A rural Minnesota vet is set to raise at least $1.5 million from the Animal Humane Society (AHS) after the state Court of Appeals upheld a county jury’s decision from Martin.
This could be the end of a case that began over four years ago when Dr Shirley Kittleson received a call from the society asking her to care for more than 70 miniature ponies that were being removed from a breeder who mistreated them.
Kittleson took the ponies to his horse farm outside Sherburn, Minnesota, gave them medical treatment and sent a bill for $43,000, including $25 a day for boarding each of the six dozen cubs horses. The Humane Society thought it was too much and refused to pay.
This sparked a long legal battle, with Kittleson continuing to send out a bill every month. When the jury finally agreed that the vet should be paid her normal rate for care, the original debt had multiplied to seven figures.
The Humane Society appealed, resulting in the decision issued late last month. Interestingly, the price now totals more than $2 million, according to Mankato’s attorney, Cory Genelin, who represented Kittleson.
Kittleson said she was relieved the case was coming to an end. She said she was optimistic about the win and just carried on with her usual routine as the case unfolded in court.
“Hopefully it’s finally over,” Kittleson said, adding that the Humane Society “could have saved a lot of money if they had just paid the bill.”
The ponies are no longer with her, Kittleson said.
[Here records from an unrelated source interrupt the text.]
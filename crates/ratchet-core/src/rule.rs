//! Validation rules and the evidence of their applications.
//!
//! A rule's `rule_id` is stable for its whole life. Promotion widens
//! `scope` in place; deactivation clears `is_active` and is terminal.

use std::{fmt, str::FromStr};

use chrono::{DateTime, Utc};
use serde::{Deserialize, Serialize};
use uuid::Uuid;

use crate::{Error, Scope};

// ─── Priority ────────────────────────────────────────────────────────────────

#[derive(
  Debug, Clone, Copy, PartialEq, Eq, PartialOrd, Ord, Default, Serialize,
  Deserialize,
)]
#[serde(rename_all = "lowercase")]
pub enum Priority {
  Low,
  #[default]
  Medium,
  High,
  Critical,
}

impl Priority {
  pub fn as_str(self) -> &'static str {
    match self {
      Self::Low => "low",
      Self::Medium => "medium",
      Self::High => "high",
      Self::Critical => "critical",
    }
  }
}

impl fmt::Display for Priority {
  fn fmt(&self, f: &mut fmt::Formatter<'_>) -> fmt::Result {
    f.write_str(self.as_str())
  }
}

impl FromStr for Priority {
  type Err = Error;

  fn from_str(s: &str) -> Result<Self, Self::Err> {
    match s {
      "low" => Ok(Self::Low),
      "medium" => Ok(Self::Medium),
      "high" => Ok(Self::High),
      "critical" => Ok(Self::Critical),
      other => Err(Error::UnknownPriority(other.to_owned())),
    }
  }
}

// ─── Rule ────────────────────────────────────────────────────────────────────

#[derive(Debug, Clone, Serialize, Deserialize)]
pub struct ValidationRule {
  pub rule_id:             String,
  pub scope:               Scope,
  pub category:            String,
  pub priority:            Priority,
  pub technology:          Option<String>,
  /// Regular expression matched against inspected input.
  pub pattern:             String,
  pub message:             String,
  pub suggestion:          Option<String>,
  pub auto_fix:            Option<String>,
  /// Owning client; required for `client` visibility.
  pub client_name:         Option<String>,
  /// Owning project; required for `project` visibility.
  pub project_path:        Option<String>,
  pub confidence:          f64,
  pub effectiveness_score: f64,
  pub is_active:           bool,
  pub learned_from:        Option<String>,
  pub created_at:          DateTime<Utc>,
  pub updated_at:          DateTime<Utc>,
  /// When the rule was authored or last promoted. Promotion evidence is
  /// only counted from this point on.
  pub scope_changed_at:    DateTime<Utc>,
}

impl ValidationRule {
  /// Whether a query issued with this identity may see the rule.
  pub fn visible_to(&self, client: Option<&str>, project: Option<&str>) -> bool {
    match self.scope {
      Scope::Global | Scope::Organization => true,
      Scope::Client => {
        client.is_some() && self.client_name.as_deref() == client
      }
      Scope::Project => {
        project.is_some() && self.project_path.as_deref() == project
      }
    }
  }
}

/// Input to [`crate::store::LearningStore::create_rule`].
#[derive(Debug, Clone, Serialize, Deserialize)]
pub struct NewValidationRule {
  /// Generated when absent.
  pub rule_id:      Option<String>,
  pub scope:        Scope,
  pub category:     String,
  #[serde(default)]
  pub priority:     Priority,
  pub technology:   Option<String>,
  pub pattern:      String,
  pub message:      String,
  pub suggestion:   Option<String>,
  pub auto_fix:     Option<String>,
  pub client_name:  Option<String>,
  pub project_path: Option<String>,
  /// Prior confidence for the new rule.
  #[serde(default = "default_confidence")]
  pub confidence:   f64,
  pub learned_from: Option<String>,
}

fn default_confidence() -> f64 { 0.5 }

impl NewValidationRule {
  pub fn new(
    scope: Scope,
    category: impl Into<String>,
    pattern: impl Into<String>,
    message: impl Into<String>,
  ) -> Self {
    Self {
      rule_id: None,
      scope,
      category: category.into(),
      priority: Priority::default(),
      technology: None,
      pattern: pattern.into(),
      message: message.into(),
      suggestion: None,
      auto_fix: None,
      client_name: None,
      project_path: None,
      confidence: default_confidence(),
      learned_from: None,
    }
  }

  pub fn for_client(mut self, client: impl Into<String>) -> Self {
    self.client_name = Some(client.into());
    self
  }

  pub fn for_project(mut self, project: impl Into<String>) -> Self {
    self.project_path = Some(project.into());
    self
  }

  pub fn with_technology(mut self, technology: impl Into<String>) -> Self {
    self.technology = Some(technology.into());
    self
  }
}

/// Parameters for [`crate::store::LearningStore::rules_for_scope`].
#[derive(Debug, Clone, Default, Serialize, Deserialize)]
pub struct RuleQuery {
  /// Permitted scopes; empty means all.
  #[serde(default)]
  pub scopes:       Vec<Scope>,
  pub technology:   Option<String>,
  pub client_name:  Option<String>,
  pub project_path: Option<String>,
}

// ─── Applications ────────────────────────────────────────────────────────────

/// One evaluation of a rule against real input. Append-only.
#[derive(Debug, Clone, Serialize, Deserialize)]
pub struct RuleApplication {
  pub id:                Uuid,
  pub rule_id:           String,
  pub project_path:      Option<String>,
  pub client_name:       Option<String>,
  pub file_path:         Option<String>,
  pub line_number:       Option<u32>,
  pub success:           bool,
  pub false_positive:    bool,
  pub fix_applied:       bool,
  pub execution_time_ms: Option<u64>,
  /// Free-text feedback from the user who saw the result.
  pub feedback:          Option<String>,
  /// The inspected snippet, when the validator reported one.
  pub context:           Option<String>,
  pub applied_at:        DateTime<Utc>,
}

/// Input to [`crate::store::LearningStore::record_application`].
#[derive(Debug, Clone, Default, Serialize, Deserialize)]
pub struct NewRuleApplication {
  pub rule_id:           String,
  pub project_path:      Option<String>,
  pub client_name:       Option<String>,
  pub file_path:         Option<String>,
  pub line_number:       Option<u32>,
  pub success:           bool,
  #[serde(default)]
  pub false_positive:    bool,
  #[serde(default)]
  pub fix_applied:       bool,
  pub execution_time_ms: Option<u64>,
  pub feedback:          Option<String>,
  pub context:           Option<String>,
  /// Defaults to now; accepted so validators can report late.
  pub applied_at:        Option<DateTime<Utc>>,
}

/// Aggregated application evidence for one rule over a window.
#[derive(Debug, Clone, Default, PartialEq, Serialize, Deserialize)]
pub struct ApplicationStats {
  pub applications:       u64,
  pub successes:          u64,
  pub false_positives:    u64,
  pub fixes_applied:      u64,
  pub total_execution_ms: u64,
  pub distinct_projects:  u64,
  pub distinct_clients:   u64,
  /// The client with the most applications in the window.
  pub top_client:         Option<String>,
}

impl ApplicationStats {
  pub fn success_rate(&self) -> f64 { ratio(self.successes, self.applications) }

  pub fn false_positive_rate(&self) -> f64 {
    ratio(self.false_positives, self.applications)
  }

  pub fn avg_execution_ms(&self) -> f64 {
    ratio(self.total_execution_ms, self.applications)
  }
}

fn ratio(n: u64, d: u64) -> f64 {
  if d == 0 { 0.0 } else { n as f64 / d as f64 }
}

/// A rule together with its aggregated evidence.
#[derive(Debug, Clone, Serialize, Deserialize)]
pub struct RuleEvidence {
  pub rule:  ValidationRule,
  pub stats: ApplicationStats,
}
She took them to a horse sale in New Orleans last fall and turned them all over to new owners, including about six foals born while Kittleson owned the herd.
“So I think they all have happy homes now,” she said.
In a statement, the Humane Society said it was “deeply disappointed” with the decision.
“Unfortunately, the 72 horses became pawns in this case, which ultimately sought a large and unreasonable payment from a respected non-profit organization dedicated to helping animals,” the company said.
“AHS has strong working relationships with veterinary, animal welfare and law enforcement partners across the state. We know that our humanitarian workers have acted in good faith, both in assisting law enforcement the order to withdraw the horses and in their dealings with Kittleson.”
The company said it would appeal the decision to the Minnesota Supreme Court. But based on his decades of experience, Genelin said he doubted the High Court would agree to hear the case.
The Court of Appeals decision is pretty straight forward, he said, “and the Minnesota Supreme Court usually only takes up a case if something unexpected happens. So I think we’re on the not to do it.”
Kittleson doesn’t have big plans for the money, but said there are a few things his practice could use.
“We could modernize the building a bit and get some new equipment,” she said. “We were scared to make a list until it actually happened.”